Qual é a imagem de São Francisco que surge do coração e da caneta do seu filho devoto e sucessor, São Boaventura? O ponto essencial: Francisco é um alter Christus, um homem que buscou Cristo apaixonadamente. No amor que conduz à imitação, ele se conformou inteiramente com Ele. Este ideal, válido para todo cristão, ontem, hoje e sempre, foi indicado como programa também para a Igreja do terceiro milênio pelo meu predecessor, o venerável João Paulo II. Este programa, escrevia na carta Tertio Millennio ineunte, centra-se “no próprio Cristo, que temos de conhecer, amar, imitar, para n’Ele viver a vida trinitária e com Ele transformar a história até sua plenitude na Jerusalém celeste” (n. 29).

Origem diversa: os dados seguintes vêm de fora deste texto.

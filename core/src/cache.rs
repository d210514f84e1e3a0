//! Process-wide cache of the most recent parse.
//!
//! The free functions here mirror the classic implicit API: [`parse`]
//! stores its result, and [`get_boolean`] reads it back without the caller
//! threading the result through. Access goes through an `RwLock`, so
//! concurrent callers see either the old or the new result, never a mix.
//! Last writer wins. Prefer [`ArgParser`] with
//! [`ParseResult::get_boolean`] when the result can be passed explicitly.

use std::sync::{RwLock, RwLockReadGuard, RwLockWriteGuard};

use tracing::debug;

use crate::classify::ArgParser;
use crate::coerce::lookup_boolean;
use crate::config::LookupOrder;
use crate::input::ArgSource;
use crate::types::ParseResult;

struct Cached {
    result: ParseResult,
    lookup: LookupOrder,
}

static LAST: RwLock<Option<Cached>> = RwLock::new(None);

// The guarded value is plain data, so a panic mid-write cannot leave it
// half-updated; recover from poisoning instead of propagating it.
fn read() -> RwLockReadGuard<'static, Option<Cached>> {
    LAST.read().unwrap_or_else(|poisoned| poisoned.into_inner())
}

fn write() -> RwLockWriteGuard<'static, Option<Cached>> {
    LAST.write().unwrap_or_else(|poisoned| poisoned.into_inner())
}

/// Parses `source` with the default configuration and caches the result.
///
/// # Examples
///
/// ```
/// use cmdline_args_core::{ArgValue, get_boolean, parse};
///
/// let result = parse(["--flag=yes", "input"]);
/// assert_eq!(result.long["flag"], ArgValue::from("yes"));
/// assert!(get_boolean("flag", false));
/// ```
pub fn parse(source: impl Into<ArgSource>) -> ParseResult {
    parse_with(&ArgParser::default(), source)
}

/// Splits `line` on literal spaces, parses it, and caches the result.
///
/// # Examples
///
/// ```
/// use cmdline_args_core::{ArgValue, parse_line};
///
/// let result = parse_line("--name=Jan\\ Kowalski -v");
/// assert_eq!(result.long["name"], ArgValue::from("Jan Kowalski"));
/// ```
pub fn parse_line(line: &str) -> ParseResult {
    parse(ArgSource::Line(line.to_string()))
}

/// Parses the host process arguments, program name excluded.
pub fn parse_env() -> ParseResult {
    parse(ArgSource::Process)
}

/// Parses `source` with a configured parser and caches the result.
pub fn parse_with(parser: &ArgParser, source: impl Into<ArgSource>) -> ParseResult {
    let result = parser.parse(source.into().into_tokens());
    let mut slot = write();
    if slot.is_some() {
        debug!("replacing cached parse result");
    }
    *slot = Some(Cached {
        result: result.clone(),
        lookup: parser.config().lookup,
    });
    result
}

/// Coerces a cached option to a boolean.
///
/// Returns `default` before the first parse, when the key is absent, or
/// when its value is not a recognised truthy/falsy word.
pub fn get_boolean(key: &str, default: bool) -> bool {
    match read().as_ref() {
        Some(cached) => lookup_boolean(&cached.result, key, default, cached.lookup),
        None => default,
    }
}

/// Returns a copy of the cached result, if any parse has run.
pub fn last_result() -> Option<ParseResult> {
    read().as_ref().map(|cached| cached.result.clone())
}

/// Forgets the cached result.
pub fn clear_cache() {
    *write() = None;
}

Em 1273, a vida de São Boaventura teve outra mudança. O Papa Gregório X quis consagrá-lo bispo e nomeá-lo como cardeal. Pediu-lhe também que preparasse um importantíssimo acontecimento eclesial: o II Concílio Ecumênico de Lion, que tinha como objetivo o restabelecimento da comunhão entre a Igreja latina e a grega. Ele se dedicou a esta tarefa com diligência, mas não chegou a ver a conclusão daquela cúpula ecumênica, porque morreu durante sua realização. Um anônimo notário pontifício compôs um elogio a Boaventura, que nos oferece um retrato conclusivo deste grande santo e excelente teólogo: “Homem bom, afável, piedoso e misericordioso, repleto de virtudes, amado por Deus e pelos homens (…). Deus, de fato, havia lhe dado tal graça, que todos aqueles que o viam eram invadidos por um amor que o coração não podia ocultar” (cf. J.G. Bougerol, Bonaventura, en A. Vauchez (vv.aa.), Storia dei santi e della santità cristiana. Vol. VI. L’epoca del rinnovamento evangelico, Milão, 1991, p. 91).

Recolhamos a herança deste santo doutor da Igreja, que nos recorda o sentido da nossa vida com estas palavras: “Na terra, podemos contemplar a imensidão divina através da razão e do assombro; já na pátria celeste – onde seremos semelhantes a Deus –, por meio da visão e do êxtase, entraremos na alegria de Deus” (La conoscenza di Cristo, q. 6, conclusione, em Opere di San Bonaventura. Opuscoli Teologici /1, Roma 1993, p. 187).

Texto do Papa Bento 16 na audiência do dia 3 de março.